Now it’s Bush who’s peddling the illusion of a huge, cost-free government initiative. He’s pledging to “reorganize” the government to fight terrorism by creating a new Cabinet-level agency—the Department of Homeland Security—without acknowledging that in terms of both money and efficiency, no such reorganization can be cost-free. “Information must be fully shared, so we can follow every lead,” Bush demanded in his speech to the nation last night. But not every lead can be followed, just as not every need can be funded, and not every crisis warrants a Cabinet-level department.

“The reason to create this department is not to [increase] the size of government, but to increase its focus and effectiveness,” Bush promised. “By ending duplication and overlap, we will spend less on overhead.” Sound familiar? As conservatives often note, this is the kind of thing liberals always say when they launch new programs. The problem isn’t that bigger government is the reason for creating new departments. The problem is that it’s the effect of creating new departments.

The other reformist fallacy Bush has embraced is that if you shove a bunch of multipurpose agencies into one department, you “end duplication and overlap.” Not so. If Agency X in Department X deals with Problems X and Y, and Agency Z in Department Z deals with Problems Y and Z, it seems logical to tear Agency X and Agency Z out of their respective departments and put them in a new Department Y committed to Problem Y. Poof—no more duplication when dealing with Problem Y. But what about Problems X and Z? Now all of the people in the two reshuffled agencies who were working on X and Z are stuck in a department devoted to Y. So the next time Problem X or Z becomes urgent, you’ve created the same problems of overlap, fragmentation, and back-seat priority with regard to those problems that you eliminated with regard to Problem Y.

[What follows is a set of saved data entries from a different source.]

use image::{Rgba, RgbaImage};
use imageproc::drawing::{draw_filled_rect_mut, draw_hollow_rect_mut};
use imageproc::rect::Rect;
use rusttype::Font;

use super::text;
use crate::device::{ButtonId, Geometry, PHYSICAL_BUTTONS};
use crate::error::{DeviceError, Result};

/// Color constants
pub const WHITE: Rgba<u8> = Rgba([255, 255, 255, 255]);
pub const GREEN: Rgba<u8> = Rgba([0, 200, 100, 255]);
pub const RED: Rgba<u8> = Rgba([220, 60, 60, 255]);
pub const BLUE: Rgba<u8> = Rgba([60, 120, 200, 255]);
pub const PURPLE: Rgba<u8> = Rgba([140, 80, 200, 255]);
pub const GRAY: Rgba<u8> = Rgba([80, 85, 95, 255]);
pub const ORANGE: Rgba<u8> = Rgba([220, 140, 50, 255]);
pub const DARK_BG: Rgba<u8> = Rgba([15, 15, 22, 255]);
pub const SHADOW: Rgba<u8> = Rgba([0, 0, 0, 255]);

const PALETTE: [Rgba<u8>; 6] = [GREEN, BLUE, PURPLE, ORANGE, RED, GRAY];

/// Border width of a highlighted (touched) tile
const HIGHLIGHT_WIDTH: u32 = 4;

/// Base colour of a tile
pub fn tile_color(index: usize) -> Rgba<u8> {
    PALETTE[index % PALETTE.len()]
}

/// LED colour of a physical button
pub fn button_color(button: ButtonId) -> (u8, u8, u8) {
    let index = PHYSICAL_BUTTONS
        .iter()
        .position(|b| *b == button)
        .unwrap_or_default();
    let [r, g, b, _] = tile_color(index).0;
    (r, g, b)
}

fn scale(color: Rgba<u8>, factor: f32) -> Rgba<u8> {
    let [r, g, b, a] = color.0;
    let channel = |c: u8| (c as f32 * factor).round().clamp(0.0, 255.0) as u8;
    Rgba([channel(r), channel(g), channel(b), a])
}

/// Renders tile images sized for one device's geometry
pub struct TileRenderer {
    sizes: Vec<(u32, u32)>,
    font: Option<Font<'static>>,
    labels: bool,
}

impl TileRenderer {
    pub fn new(geometry: &Geometry) -> Result<Self> {
        let sizes = (0..geometry.tile_count())
            .map(|index| {
                geometry
                    .tile_placement(index)
                    .map(|p| (p.width, p.height))
            })
            .collect::<Result<Vec<_>>>()?;
        Ok(Self {
            sizes,
            font: None,
            labels: false,
        })
    }

    /// Use `font` for text; tiles get their number printed when `labels` is set
    pub fn with_font(mut self, font: Font<'static>, labels: bool) -> Self {
        self.font = Some(font);
        self.labels = labels;
        self
    }

    pub fn font(&self) -> Option<&Font<'static>> {
        self.font.as_ref()
    }

    pub fn tile_count(&self) -> usize {
        self.sizes.len()
    }

    fn size(&self, index: usize) -> Result<(u32, u32)> {
        self.sizes
            .get(index)
            .copied()
            .ok_or(DeviceError::InvalidTile(index))
    }

    /// Render a tile in its palette colour, outlined when highlighted
    pub fn render(&self, index: usize, highlighted: bool) -> Result<RgbaImage> {
        let (width, height) = self.size(index)?;
        let base = tile_color(index);
        let mut img = RgbaImage::from_pixel(width, height, DARK_BG);

        // Vertical gradient from the base colour to a darker shade
        for y in 0..height {
            let t = y as f32 / height as f32;
            let row = scale(base, if highlighted { 1.2 - 0.3 * t } else { 0.9 - 0.5 * t });
            draw_filled_rect_mut(&mut img, Rect::at(0, y as i32).of_size(width, 1), row);
        }

        if highlighted {
            for inset in 0..HIGHLIGHT_WIDTH.min(width / 2).min(height / 2) {
                let rect = Rect::at(inset as i32, inset as i32)
                    .of_size(width - 2 * inset, height - 2 * inset);
                draw_hollow_rect_mut(&mut img, rect, WHITE);
            }
        } else {
            draw_hollow_rect_mut(&mut img, Rect::at(0, 0).of_size(width, height), DARK_BG);
        }

        if let (Some(font), true) = (&self.font, self.labels) {
            let label = (index + 1).to_string();
            let size = text::label_scale(&label);
            let x = (width as i32 - text::text_width(font, &label, size)) / 2;
            let y = (height as i32 - size as i32) / 2;
            text::draw_text(&mut img, font, &label, x + 1, y + 1, size, SHADOW);
            text::draw_text(&mut img, font, &label, x, y, size, WHITE);
        }

        Ok(img)
    }

    /// Render `text` as a white label on black, wrapped to the tile width
    pub fn render_text(&self, index: usize, label: &str) -> Result<RgbaImage> {
        if label.trim().is_empty() {
            return Err(DeviceError::EmptyLabel);
        }
        let (width, height) = self.size(index)?;
        let font = self
            .font
            .as_ref()
            .ok_or_else(|| DeviceError::Font("no font loaded".to_string()))?;
        Ok(text::render_label(font, width, height, label))
    }
}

To see how this works, look at the examples Bush gave in his speech. “The Coast Guard has several missions, from search and rescue to maritime treaty enforcement,” he noted. “The Customs Service, among other duties, collects tariffs and prevents smuggling.” The new Department of Homeland Security would include both of these agencies, along with the Federal Emergency Management Agency and others, in order to unite them in one “overriding” mission. As Bush put it, “Employees of this new agency will come to work every morning knowing their most important job is to protect their fellow citizens.”

But what about people at the Coast Guard who do search and rescue? What about those who enforce maritime treaties? What about people at Customs who collect tariffs? What about people at FEMA who deal with hurricane damage? Do you want these people stuck in a department devoted single-mindedly to homeland security? To illustrate what he has in mind, Bush pointed to President Truman’s creation of the National Security Council “to bring together defense, intelligence, and diplomacy.” Has the NSC really simplified these tasks? Or has it created another layer of bureaucracy overlapping with the military, the State Department, the CIA, and FBI?

Even the simplicity of the new department’s stated mission is suspect. Bush declared that it will “control our borders,” “respond quickly and effectively to emergencies,” “develop technologies that detect biological, chemical, and nuclear weapons,” “discover the drugs and treatments to best protect our citizens,” and “review intelligence and law enforcement information from all agencies [to] produce a single daily picture of threats against our homeland.” These, said Bush, will be the department’s “four primary tasks.” Four primary tasks? That’s a contradiction in terms. (I count five, but maybe my math is fuzzy.) How often will border control, emergency response, and drug research have anything to do with each other? And how often will they be impeded by having been shoved together in a department assigned to fight terrorism?

In his speech and in remarks this morning, Bush suggested that opponents of his reorganization plan were concerned about protecting their “turf.” No doubt many are. But just as there’s nothing inherently noble or useful in protecting turf, there’s nothing inherently noble or useful in tearing it up. At least, that’s what conservatives used to understand.